Reminds me of donuts

Frost Lichen

I've found this little lichen on the bark of twigs. It looks as if it has been sprinkled with powdered sugar. Like donuts.


It's called a Frost Lichen. Scientists prefer to use its scientific name of Physconia leucoleiptes.

Why it's a lichen

Lichens are not single species. Each lichen is a community of at least two different species, living together as partners. A fungus is always one of the partners.
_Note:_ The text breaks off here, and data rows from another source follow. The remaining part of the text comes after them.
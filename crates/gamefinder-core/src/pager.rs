//! Infinite-scroll pager over the search API.
//!
//! The pager does no I/O. It hands out [`PageRequest`]s and is fed the
//! outcome through [`ClientPager::complete`]. Each request carries the filter
//! generation it was issued under; a completion for any other generation is
//! discarded, so a slow response for superseded filters never lands in the
//! result list.

use crate::codec;
use crate::filter::FilterSet;
use crate::page::{SearchPage, Total};
use std::fmt;

#[derive(Debug, Clone, Copy, PartialEq, Eq)]
pub enum LoadKind {
    First,
    More,
}

#[derive(Debug, Clone, Copy, PartialEq, Eq)]
pub enum PagerState {
    Idle,
    Loading(LoadKind),
    Ready,
    Exhausted,
}

#[derive(Debug, Clone, PartialEq)]
pub struct PageRequest {
    pub generation: u64,
    pub filters: FilterSet,
    pub cursor: Vec<String>,
}

impl PageRequest {
    /// Query string for `/api/search`.
    pub fn query_string(&self) -> String {
        codec::encode_request(&self.filters, &self.cursor)
    }
}

#[derive(Debug, Clone, Copy, PartialEq, Eq)]
pub enum Completion {
    Applied,
    Stale,
}

#[derive(Debug)]
pub struct ClientPager<T> {
    filters: FilterSet,
    state: PagerState,
    generation: u64,
    cursor: Vec<String>,
    hits: Vec<T>,
    total: Option<Total>,
    last_error: Option<String>,
}

impl<T> Default for ClientPager<T> {
    fn default() -> Self {
        Self::new(FilterSet::default())
    }
}

impl<T> ClientPager<T> {
    pub fn new(filters: FilterSet) -> Self {
        Self {
            filters,
            state: PagerState::Idle,
            generation: 0,
            cursor: Vec::new(),
            hits: Vec::new(),
            total: None,
            last_error: None,
        }
    }

    pub fn state(&self) -> PagerState {
        self.state
    }

    pub fn filters(&self) -> &FilterSet {
        &self.filters
    }

    pub fn hits(&self) -> &[T] {
        &self.hits
    }

    pub fn total(&self) -> Option<Total> {
        self.total
    }

    pub fn cursor(&self) -> &[String] {
        &self.cursor
    }

    pub fn generation(&self) -> u64 {
        self.generation
    }

    pub fn last_error(&self) -> Option<&str> {
        self.last_error.as_deref()
    }

    /// Loads the first page for the current filters.
    pub fn start(&mut self) -> PageRequest {
        self.generation += 1;
        self.cursor.clear();
        self.hits.clear();
        self.total = None;
        self.last_error = None;
        self.state = PagerState::Loading(LoadKind::First);
        tracing::debug!(generation = self.generation, "pager restarted");
        self.request()
    }

    /// Replaces the filter state. Any in-flight response becomes stale and
    /// the walk restarts from an empty cursor. Unchanged filters are a no-op
    /// once a walk has started.
    pub fn set_filters(&mut self, filters: FilterSet) -> Option<PageRequest> {
        if filters == self.filters && self.state != PagerState::Idle {
            return None;
        }
        self.filters = filters;
        Some(self.start())
    }

    /// Requests the next page. Only valid while `Ready` with a cursor.
    pub fn load_more(&mut self) -> Option<PageRequest> {
        if self.state != PagerState::Ready || self.cursor.is_empty() {
            return None;
        }
        self.state = PagerState::Loading(LoadKind::More);
        Some(self.request())
    }

    /// Re-issues the first page after it failed to load.
    pub fn retry(&mut self) -> Option<PageRequest> {
        match (self.state, &self.last_error) {
            (PagerState::Idle, Some(_)) => Some(self.start()),
            (PagerState::Ready, Some(_)) => self.load_more(),
            _ => None,
        }
    }

    /// Supersedes the in-flight request, if any, without touching results.
    pub fn cancel(&mut self) {
        self.generation += 1;
        self.state = match self.state {
            PagerState::Loading(LoadKind::First) => PagerState::Idle,
            PagerState::Loading(LoadKind::More) => PagerState::Ready,
            other => other,
        };
    }

    /// Applies the outcome of a request issued under `generation`.
    pub fn complete<E: fmt::Display>(
        &mut self,
        generation: u64,
        outcome: Result<SearchPage<T>, E>,
    ) -> Completion {
        let PagerState::Loading(kind) = self.state else {
            return Completion::Stale;
        };
        if generation != self.generation {
            tracing::debug!(generation, current = self.generation, "discarding stale page");
            return Completion::Stale;
        }
        match outcome {
            Ok(page) => {
                let more = page.has_more(self.hits.len() as u64 + page.hits.len() as u64);
                self.hits.extend(page.hits);
                self.total = Some(page.total);
                self.cursor = page.next_cursor.unwrap_or_default();
                self.last_error = None;
                self.state = if more {
                    PagerState::Ready
                } else {
                    PagerState::Exhausted
                };
            }
            Err(e) => {
                tracing::warn!(error = %e, ?kind, "page load failed");
                self.last_error = Some(e.to_string());
                self.state = match kind {
                    LoadKind::First => PagerState::Idle,
                    LoadKind::More => PagerState::Ready,
                };
            }
        }
        Completion::Applied
    }

    fn request(&self) -> PageRequest {
        PageRequest {
            generation: self.generation,
            filters: self.filters.clone(),
            cursor: self.cursor.clone(),
        }
    }
}
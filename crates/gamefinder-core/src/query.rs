//! Compiles a [`FilterSet`] into an engine-neutral [`StructuredQuery`].
//!
//! Three clause groups are produced:
//! - `filter`: non-scoring; one OR-group per active bucket family, ANDed.
//! - `should`: scoring only; one clause per selected mechanic/theme id.
//! - `must`: the keyword match, when keywords are present.
//!
//! The sort always ends in the unique `id` field so every page boundary is a
//! strict keyset position.

use crate::cursor::{self, Cursor, CursorSlot};
use crate::filter::{FieldRange, FilterSet, SortKey};
use crate::model::{DocField, Facet, TagId};
use serde_json::{json, Value as JsonValue};

/// Keyword match targets and their boosts.
pub const KEYWORD_FIELDS: [(DocField, f32); 2] =
    [(DocField::Name, 10.0), (DocField::Description, 1.0)];

/// Field used to keep unranked-by-text results in a meaningful order.
pub const POPULARITY_FIELD: DocField = DocField::Rank;
/// Unique total-order tie-breaker.
pub const ID_FIELD: DocField = DocField::Id;

#[derive(Debug, Clone, Copy, PartialEq, Eq)]
pub enum Order {
    Asc,
    Desc,
}

impl Order {
    pub fn flip(self) -> Self {
        match self {
            Order::Asc => Order::Desc,
            Order::Desc => Order::Asc,
        }
    }

    pub fn as_str(self) -> &'static str {
        match self {
            Order::Asc => "asc",
            Order::Desc => "desc",
        }
    }
}

#[derive(Debug, Clone, Copy, PartialEq, Eq)]
pub enum SortTarget {
    Score,
    Field(DocField),
}

#[derive(Debug, Clone, Copy, PartialEq, Eq)]
pub struct SortField {
    pub target: SortTarget,
    pub order: Order,
    /// Documents lacking the field sort after all others in either direction.
    pub missing_last: bool,
}

impl SortField {
    fn score(order: Order) -> Self {
        Self {
            target: SortTarget::Score,
            order,
            missing_last: false,
        }
    }

    fn field(field: DocField, order: Order) -> Self {
        Self {
            target: SortTarget::Field(field),
            order,
            missing_last: true,
        }
    }
}

#[derive(Debug, Clone, PartialEq, Eq)]
pub struct SortSpec {
    pub fields: Vec<SortField>,
}

impl SortSpec {
    /// Positional cursor schema for this sort. The final slot is the id
    /// tie-breaker and is carried opaquely.
    pub fn schema(&self) -> Vec<CursorSlot> {
        let last = self.fields.len().saturating_sub(1);
        self.fields
            .iter()
            .enumerate()
            .map(|(i, f)| match f.target {
                _ if i == last => CursorSlot::Opaque,
                SortTarget::Score => CursorSlot::Float,
                SortTarget::Field(d) if d.is_integral() => CursorSlot::Int,
                SortTarget::Field(_) => CursorSlot::Float,
            })
            .collect()
    }
}

fn natural_order(key: SortKey) -> Order {
    match key {
        SortKey::Relevance | SortKey::Rating | SortKey::Weight => Order::Desc,
        SortKey::Rank => Order::Asc,
    }
}

/// Sort specification for a filter state.
///
/// Relevance sorts on `[score, rank, id]`. A numeric key sorts on
/// `[key, score, rank, id]`, dropping `rank` while a keyword search is
/// active. `reverse` inverts every entry.
pub fn sort_spec(filters: &FilterSet) -> SortSpec {
    let primary = natural_order(filters.sort);
    let mut fields = Vec::with_capacity(4);
    match filters.sort.field() {
        None => {
            fields.push(SortField::score(primary));
            fields.push(SortField::field(POPULARITY_FIELD, Order::Asc));
        }
        Some(field) => {
            fields.push(SortField::field(field, primary));
            fields.push(SortField::score(Order::Desc));
            if filters.keywords().is_none() {
                fields.push(SortField::field(POPULARITY_FIELD, Order::Asc));
            }
        }
    }
    fields.push(SortField::field(ID_FIELD, Order::Asc));
    if filters.reverse {
        for f in &mut fields {
            f.order = f.order.flip();
        }
    }
    SortSpec { fields }
}

#[derive(Debug, Clone, PartialEq)]
pub enum Clause {
    /// All terms required, last term prefix-matched, across boosted fields.
    Keywords {
        text: String,
        fields: Vec<(DocField, f32)>,
    },
    /// Membership of a tag id in a facet's nested list.
    Tag { facet: Facet, id: TagId },
    Range(FieldRange),
    All(Vec<Clause>),
    Any(Vec<Clause>),
}

impl Clause {
    pub fn to_elastic(&self) -> JsonValue {
        match self {
            Clause::Keywords { text, fields } => {
                let fields: Vec<String> = fields
                    .iter()
                    .map(|(f, boost)| format!("{}^{}", f.as_str(), boost))
                    .collect();
                json!({"multi_match": {
                    "query": text,
                    "type": "bool_prefix",
                    "fields": fields,
                    "operator": "and",
                }})
            }
            Clause::Tag { facet, id } => json!({"nested": {
                "path": facet.path(),
                "query": {"term": {format!("{}.id", facet.path()): id}},
            }}),
            Clause::Range(r) => {
                let mut bounds = serde_json::Map::new();
                for (name, v) in [("gte", r.gte), ("gt", r.gt), ("lte", r.lte), ("lt", r.lt)] {
                    if let Some(v) = v {
                        bounds.insert(name.into(), json!(v));
                    }
                }
                json!({"range": {r.field.as_str(): bounds}})
            }
            Clause::All(cs) => json!({"bool": {
                "filter": cs.iter().map(Clause::to_elastic).collect::<Vec<_>>(),
            }}),
            Clause::Any(cs) => json!({"bool": {
                "should": cs.iter().map(Clause::to_elastic).collect::<Vec<_>>(),
                "minimum_should_match": 1,
            }}),
        }
    }
}

#[derive(Debug, Clone, PartialEq)]
pub struct StructuredQuery {
    pub must: Vec<Clause>,
    pub should: Vec<Clause>,
    pub filter: Vec<Clause>,
    pub sort: SortSpec,
    pub search_after: Option<Cursor>,
    pub size: usize,
}

/// Builds the query for one page. `cursor` holds the tokens of the previous
/// page's last hit; malformed or empty tokens start from the beginning.
pub fn compile(filters: &FilterSet, cursor: &[String], size: usize) -> StructuredQuery {
    let must = filters
        .keywords()
        .map(|text| Clause::Keywords {
            text: text.to_string(),
            fields: KEYWORD_FIELDS.to_vec(),
        })
        .into_iter()
        .collect();

    let should = Facet::ALL
        .into_iter()
        .flat_map(|facet| {
            filters
                .tags(facet)
                .iter()
                .map(move |&id| Clause::Tag { facet, id })
        })
        .collect();

    let filter = filters
        .bucket_groups()
        .into_iter()
        .map(|group| {
            Clause::Any(
                group
                    .into_iter()
                    .map(|ranges| match ranges.as_slice() {
                        [single] => Clause::Range(*single),
                        _ => Clause::All(ranges.into_iter().map(Clause::Range).collect()),
                    })
                    .collect(),
            )
        })
        .collect();

    let sort = sort_spec(filters);
    let search_after = cursor::decode(cursor, &sort.schema());
    StructuredQuery {
        must,
        should,
        filter,
        sort,
        search_after,
        size,
    }
}

impl StructuredQuery {
    /// Elasticsearch `_search` request body.
    pub fn to_elastic(&self) -> JsonValue {
        let render = |cs: &[Clause]| cs.iter().map(Clause::to_elastic).collect::<Vec<_>>();
        let sort: Vec<JsonValue> = self
            .sort
            .fields
            .iter()
            .map(|f| match f.target {
                SortTarget::Score => json!({"_score": {"order": f.order.as_str()}}),
                SortTarget::Field(d) if f.missing_last => {
                    json!({d.as_str(): {"order": f.order.as_str(), "missing": "_last"}})
                }
                SortTarget::Field(d) => json!({d.as_str(): {"order": f.order.as_str()}}),
            })
            .collect();
        let mut body = json!({
            "size": self.size,
            "query": {"bool": {
                "must": render(&self.must),
                "should": render(&self.should),
                "filter": render(&self.filter),
                // tag matches only boost; they never exclude documents
                "minimum_should_match": 0,
            }},
            "sort": sort,
        });
        if let Some(after) = &self.search_after {
            body["search_after"] = JsonValue::Array(after.iter().map(|v| v.to_json()).collect());
        }
        body
    }
}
A fungus does not make sugar through photosynthesis as most plants do. It has to get its energy from other source. The fungal partner of a lichen hooks up with something else, something that can perform photosynthesis. Inside of the body of the lichen there is at least one other completely different organism, with its own separate DNA. Often this other partner is a layer of algae.

Green photobiont layer

The green part

If you slice through a "leaf" of the Frost Lichen, you will see a thin layer of green tissue. That is the algal layer, and it is where the photosynthesis is happening. The algal layer has a technical term. It is called the photobiont

The top part

That sugary appearance on the top is called pruinosity. It is made of tiny particles of calcium oxalate. I don't know how the pruinosity is generated and if it helps the lichen in some way.  


The underside

If you peel a bit of this lichen off the bark that it grows on, you will find a very different appearance. The Frost Lichen is brown on the bottom, with no trace of the pruinosity we see on the top. 

But the bottom is pretty interesting. In fact, it is here that we find one of the characteristics that help us identify this lichen. Those little black spikes, which are called rhizines, are what the lichen uses to hold on to the bark.  In Frost Lichen, the rhizines are described as squarrose. Which means they are  shaped like bottle brushes.